▶ _Aim of the exercise_
Go line by line through the entries and show those that hold the string "SchedulerRegistry".

(Provided data begins)

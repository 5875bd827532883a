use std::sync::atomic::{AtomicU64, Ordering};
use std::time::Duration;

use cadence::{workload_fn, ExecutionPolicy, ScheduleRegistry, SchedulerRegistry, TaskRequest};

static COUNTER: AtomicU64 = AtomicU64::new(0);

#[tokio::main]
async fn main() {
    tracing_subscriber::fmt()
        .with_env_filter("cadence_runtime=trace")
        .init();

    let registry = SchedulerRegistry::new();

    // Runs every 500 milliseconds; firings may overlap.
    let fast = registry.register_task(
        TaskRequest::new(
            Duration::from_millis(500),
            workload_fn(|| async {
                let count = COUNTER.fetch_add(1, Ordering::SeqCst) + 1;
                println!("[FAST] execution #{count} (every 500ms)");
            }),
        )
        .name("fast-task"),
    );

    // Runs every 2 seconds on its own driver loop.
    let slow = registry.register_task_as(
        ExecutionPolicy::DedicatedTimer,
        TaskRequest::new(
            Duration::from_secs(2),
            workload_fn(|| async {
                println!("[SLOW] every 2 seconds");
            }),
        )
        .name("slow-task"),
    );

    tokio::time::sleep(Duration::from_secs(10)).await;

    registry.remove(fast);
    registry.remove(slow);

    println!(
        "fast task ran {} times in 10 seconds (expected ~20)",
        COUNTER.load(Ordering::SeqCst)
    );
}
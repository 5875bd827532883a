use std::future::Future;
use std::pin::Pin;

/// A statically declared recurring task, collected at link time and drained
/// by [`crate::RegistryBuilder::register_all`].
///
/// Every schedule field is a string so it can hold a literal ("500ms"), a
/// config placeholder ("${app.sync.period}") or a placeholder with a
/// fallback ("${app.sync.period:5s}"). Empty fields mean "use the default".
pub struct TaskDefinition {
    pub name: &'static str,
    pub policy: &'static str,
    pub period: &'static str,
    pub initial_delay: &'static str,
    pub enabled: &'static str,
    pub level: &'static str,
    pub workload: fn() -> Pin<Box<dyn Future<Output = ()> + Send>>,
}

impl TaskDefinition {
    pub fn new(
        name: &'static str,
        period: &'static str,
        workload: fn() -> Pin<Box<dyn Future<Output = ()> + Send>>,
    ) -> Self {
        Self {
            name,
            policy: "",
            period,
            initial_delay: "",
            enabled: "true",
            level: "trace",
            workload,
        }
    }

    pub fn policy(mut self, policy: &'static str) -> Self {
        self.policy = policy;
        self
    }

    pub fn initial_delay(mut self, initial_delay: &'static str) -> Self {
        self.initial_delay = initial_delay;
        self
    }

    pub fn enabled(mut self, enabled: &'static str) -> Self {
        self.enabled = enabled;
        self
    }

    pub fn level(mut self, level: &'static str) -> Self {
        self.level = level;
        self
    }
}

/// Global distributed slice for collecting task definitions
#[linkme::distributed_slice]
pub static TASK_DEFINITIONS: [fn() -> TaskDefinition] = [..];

(Provided data ends)
(Provided data begins)

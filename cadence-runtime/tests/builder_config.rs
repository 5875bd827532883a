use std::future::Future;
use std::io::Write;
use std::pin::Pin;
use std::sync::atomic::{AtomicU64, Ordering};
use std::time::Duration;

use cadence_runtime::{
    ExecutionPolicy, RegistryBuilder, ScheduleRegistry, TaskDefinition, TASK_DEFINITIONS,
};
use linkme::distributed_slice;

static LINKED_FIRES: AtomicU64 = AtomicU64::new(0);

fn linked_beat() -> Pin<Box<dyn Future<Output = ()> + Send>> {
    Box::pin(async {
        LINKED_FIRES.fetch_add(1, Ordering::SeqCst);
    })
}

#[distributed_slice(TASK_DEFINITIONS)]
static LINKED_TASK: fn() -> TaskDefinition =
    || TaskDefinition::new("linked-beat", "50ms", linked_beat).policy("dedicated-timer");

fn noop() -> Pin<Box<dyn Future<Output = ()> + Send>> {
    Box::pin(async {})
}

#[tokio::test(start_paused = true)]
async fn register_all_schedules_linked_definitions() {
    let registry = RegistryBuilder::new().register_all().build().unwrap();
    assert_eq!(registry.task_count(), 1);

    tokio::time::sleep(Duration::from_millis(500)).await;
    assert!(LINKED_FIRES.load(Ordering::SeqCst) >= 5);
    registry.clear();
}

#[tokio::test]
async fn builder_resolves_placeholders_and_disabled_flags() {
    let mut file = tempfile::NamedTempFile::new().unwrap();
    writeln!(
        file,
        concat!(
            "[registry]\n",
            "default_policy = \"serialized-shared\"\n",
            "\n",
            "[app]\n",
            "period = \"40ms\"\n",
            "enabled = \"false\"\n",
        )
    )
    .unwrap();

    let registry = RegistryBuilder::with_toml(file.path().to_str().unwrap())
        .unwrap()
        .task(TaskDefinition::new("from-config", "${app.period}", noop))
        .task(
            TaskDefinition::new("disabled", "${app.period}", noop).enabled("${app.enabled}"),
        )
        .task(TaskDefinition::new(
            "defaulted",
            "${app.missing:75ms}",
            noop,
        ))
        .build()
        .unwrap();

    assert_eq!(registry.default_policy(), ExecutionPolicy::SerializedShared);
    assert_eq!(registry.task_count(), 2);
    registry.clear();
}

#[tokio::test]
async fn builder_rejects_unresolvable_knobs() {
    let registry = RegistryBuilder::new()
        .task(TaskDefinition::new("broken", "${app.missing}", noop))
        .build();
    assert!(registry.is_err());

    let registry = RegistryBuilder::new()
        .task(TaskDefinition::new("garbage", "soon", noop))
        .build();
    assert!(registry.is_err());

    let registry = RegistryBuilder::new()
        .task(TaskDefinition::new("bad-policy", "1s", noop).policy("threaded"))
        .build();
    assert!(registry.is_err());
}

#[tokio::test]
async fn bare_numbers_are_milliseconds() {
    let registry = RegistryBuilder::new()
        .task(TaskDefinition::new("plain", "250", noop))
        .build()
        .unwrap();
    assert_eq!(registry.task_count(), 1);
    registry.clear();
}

(Provided data ends)

▶ _Final answer_
use cadence::{workload_fn, ExecutionPolicy, ScheduleRegistry, SchedulerRegistry, TaskRequest};
    let registry = SchedulerRegistry::new();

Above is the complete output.